La situazione dei conti pubblici è drammatica. Le stime al ribasso del Pil e il rialzo dei tassi di interesse rendono arduo anche solo trovare le risorse per garantire la tenuta sociale del Paese. E questo a sua volta rischia di peggiorare ulteriormente il quadro.

Da un lato, Meloni potrebbe rompere con l’Europa, ritrovando a tutto tondo la sua natura più autentica, quella di estrema destra. Dall’altro, il governo punta a reperire un po’ di soldi nella maniera più nociva per la nostra economia, per i fondamentali dell’Italia (a cominciare da etica e rispetto delle leggi) e a lungo andare anche per le casse dello Stato: con i condoni.

Si pensi che solo per rafforzare un po’ le buste paga mangiate dall’inflazione ci vorrebbero 15 miliardi: è il taglio del cuneo fiscale, considerato irrinunciabile, che già supera quello che ragionevolmente si può reperire senza sforare con il deficit. A questi bisogna poi aggiungere quanto serve per assicurare la tenuta della sanità, del welfare, dei servizi pubblici. Non meno di altri 7-8 miliardi. Per il minimo, ripetiamolo.

Come reperirli? Il governo punta innanzitutto sul debito: è l’extra-deficit. Il problema è che serve il consenso e l’aiuto dell’Europa, altrimenti rischiamo il crollo della fiducia nell’Italia e una crisi finanziaria drammatica, come quella del 2011 o del 1992. Ed è qui che la politica seguita da Meloni si mostra fallimentare: strutturalmente fallimentare, in linea con le previsioni più nere sulla sua leadership.

Primo, il governo avvia una trattativa difficilissima con l’Europa, basata sulla speranza di uno scambio che ha dietro la sostanza di un ricatto (la ratifica italiana del Mes per avere l’ok all’extra deficit), proprio mentre su un altro fronte – i migranti – è ai ferri corti con il partner più importante e più difficile da convincere, la Germania.

E va osservato che Meloni, se non può certo sottoscrivere l’uscita inqualificabile del vicesegretario della Lega contro il governo socialdemocratico tedesco, condivide la sostanza politica dell’attacco alla Germania: ancora nel suo ultimo libro (La versione di Giorgia), uscito in questi giorni, Meloni reitera la storia secondo cui la sinistra europea promuoverebbe l’immigrazione illegale dall’Africa per favorire la crisi di identità del vecchio Continente (e una prova secondo lei è il fatto che non si «straccia le vesti» per l’immigrazione dalla Moldavia; un paese di 3,5 milioni di abitanti!).

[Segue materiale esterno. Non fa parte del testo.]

use rocket::serde::json::Json;
use rocket::State;

use crate::config::Config;
use crate::data::class::{ClassQuery, ClassRecord};
use crate::data::instructor::Instructor;
use crate::data::store::Stores;
use crate::resp::problem::Problem;

pub static RUNNING_BANNER: &str = "Tiger Spirit Martial Art Academy server is running......";

/// Server liveness banner
#[utoipa::path(
    responses(
        (status = 200, description = "Server is running", body = String),
    )
)]
#[get("/")]
pub fn index() -> &'static str {
    RUNNING_BANNER
}

/// List all instructors
#[utoipa::path(
    responses(
        (status = 200, description = "List of instructors", body = Vec<Instructor>),
    )
)]
#[get("/instructors")]
#[tracing::instrument]
pub async fn instructor_list(stores: &State<Stores>) -> Result<Json<Vec<Instructor>>, Problem> {
    Ok(Json(stores.instructors.list_instructors(None).await?))
}

/// List featured instructors
#[utoipa::path(
    responses(
        (status = 200, description = "First few instructors", body = Vec<Instructor>),
    )
)]
#[get("/popularInstructors")]
#[tracing::instrument(skip(c))]
pub async fn instructor_popular(
    stores: &State<Stores>,
    c: &State<Config>,
) -> Result<Json<Vec<Instructor>>, Problem> {
    Ok(Json(
        stores
            .instructors
            .list_instructors(Some(c.popular_instructor_limit))
            .await?,
    ))
}

/// List approved classes
#[utoipa::path(
    responses(
        (status = 200, description = "Classes approved by an admin", body = Vec<ClassRecord>),
    )
)]
#[get("/classes")]
#[tracing::instrument]
pub async fn class_list(stores: &State<Stores>) -> Result<Json<Vec<ClassRecord>>, Problem> {
    let query = ClassQuery {
        approved_only: true,
        ..Default::default()
    };

    Ok(Json(stores.classes.list_classes(query).await?))
}

/// List the most enrolled classes
#[utoipa::path(
    responses(
        (status = 200, description = "Classes ordered by enrollment", body = Vec<ClassRecord>),
    )
)]
#[get("/popularClasses")]
#[tracing::instrument(skip(c))]
pub async fn class_popular(
    stores: &State<Stores>,
    c: &State<Config>,
) -> Result<Json<Vec<ClassRecord>>, Problem> {
    let query = ClassQuery {
        approved_only: false,
        most_enrolled_first: true,
        limit: Some(c.popular_class_limit),
    };

    Ok(Json(stores.classes.list_classes(query).await?))
}

#[cfg(test)]
mod catalog_endpoints {
    use std::sync::Arc;

    use rocket::http::Status;

    use super::RUNNING_BANNER;
    use crate::data::class::{ClassRecord, ClassStatus};
    use crate::data::instructor::Instructor;
    use crate::data::memory::fixtures::{class, instructor};
    use crate::data::memory::MemoryStore;
    use crate::route::test_util::client;

    #[rocket::async_test]
    async fn index_reports_running() {
        let client = client(Arc::new(MemoryStore::new())).await;

        let response = client.get("/").dispatch().await;
        assert_eq!(response.status(), Status::Ok);
        assert_eq!(response.into_string().await.as_deref(), Some(RUNNING_BANNER));
    }

    #[rocket::async_test]
    async fn classes_lists_only_approved() {
        let store = Arc::new(MemoryStore::new());
        store
            .insert_class(class("Wing Chun", 10, 2, ClassStatus::Approved))
            .unwrap();
        store
            .insert_class(class("Sumo", 10, 0, ClassStatus::Denied))
            .unwrap();
        store
            .insert_class(class("Sambo", 10, 0, ClassStatus::Pending))
            .unwrap();
        let client = client(store).await;

        let classes: Vec<ClassRecord> = client
            .get("/classes")
            .dispatch()
            .await
            .into_json()
            .await
            .expect("json body");

        assert_eq!(classes.len(), 1);
        assert_eq!(classes[0].name, "Wing Chun");
    }

    #[rocket::async_test]
    async fn popular_classes_are_limited_and_ordered() {
        let store = Arc::new(MemoryStore::new());
        for enroll in 0..20 {
            store
                .insert_class(class(&format!("Class {}", enroll), 30, enroll, ClassStatus::Approved))
                .unwrap();
        }
        let client = client(store).await;

        let classes: Vec<ClassRecord> = client
            .get("/popularClasses")
            .dispatch()
            .await
            .into_json()
            .await
            .expect("json body");

        assert_eq!(classes.len(), 15);
        assert_eq!(classes[0].enroll, 19);
        assert!(classes.windows(2).all(|w| w[0].enroll >= w[1].enroll));
    }

    #[rocket::async_test]
    async fn popular_instructors_are_limited() {
        let store = Arc::new(MemoryStore::new());
        for i in 0..8 {
            store
                .insert_instructor(instructor(&format!("Sensei {}", i)))
                .unwrap();
        }
        let client = client(store).await;

        let all: Vec<Instructor> = client
            .get("/instructors")
            .dispatch()
            .await
            .into_json()
            .await
            .expect("json body");
        assert_eq!(all.len(), 8);

        let popular: Vec<Instructor> = client
            .get("/popularInstructors")
            .dispatch()
            .await
            .into_json()
            .await
            .expect("json body");
        assert_eq!(popular.len(), 6);
    }
}
use mongodb::options::FindOptions;
use mongodb::Database;
use rocket::futures::TryStreamExt;

use super::{Instructor, INSTRUCTOR_COLLECTION_NAME};
use crate::data::store::InstructorStore;
use crate::error::StoreError;

#[rocket::async_trait]
impl InstructorStore for Database {
    async fn list_instructors(&self, limit: Option<i64>) -> Result<Vec<Instructor>, StoreError> {
        let options = FindOptions::builder().limit(limit).build();

        let instructors = self
            .collection::<Instructor>(INSTRUCTOR_COLLECTION_NAME)
            .find(None, options)
            .await?
            .try_collect()
            .await?;

        Ok(instructors)
    }
}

Pensare che per molti commentatori lei era la migliore, nella coalizione delle destre: proprio Meloni sostiene da sempre e continua a sostenere le tesi più scriteriate, tesi con cui è impossibile pensare di costruire un rapporto positivo con la Germania.

Perdipiù, a lungo Meloni ha ripetuto la favola di una formidabile crescita del Pil italiano: evitando di correre ai ripari per tempo. E cullandosi in questo ottimismo, ha sperperato una parte del Pnrr, mostrando peraltro all’Europa che non siamo meritevoli della fiducia che ci aveva dato.

Infine il provvedimento sulle banche, scritto e gestito malissimo, ha spaventato i mercati contribuendo all’aumento dello spread, ma nel merito porterà in cassa molto meno di quanto auspicato. Insomma, sia per motivi strutturali (la sua visione e cultura politica), sia per errori contingenti, Meloni è pienamente responsabile per la fase drammatica in cui siamo entrati. E per giunta, come con la crisi dei migranti, nelle circostanze più difficili le destre al potere mostrano il loro volto peggiore. Il rischio di una deriva dell’Italia non è mai stato tanto serio.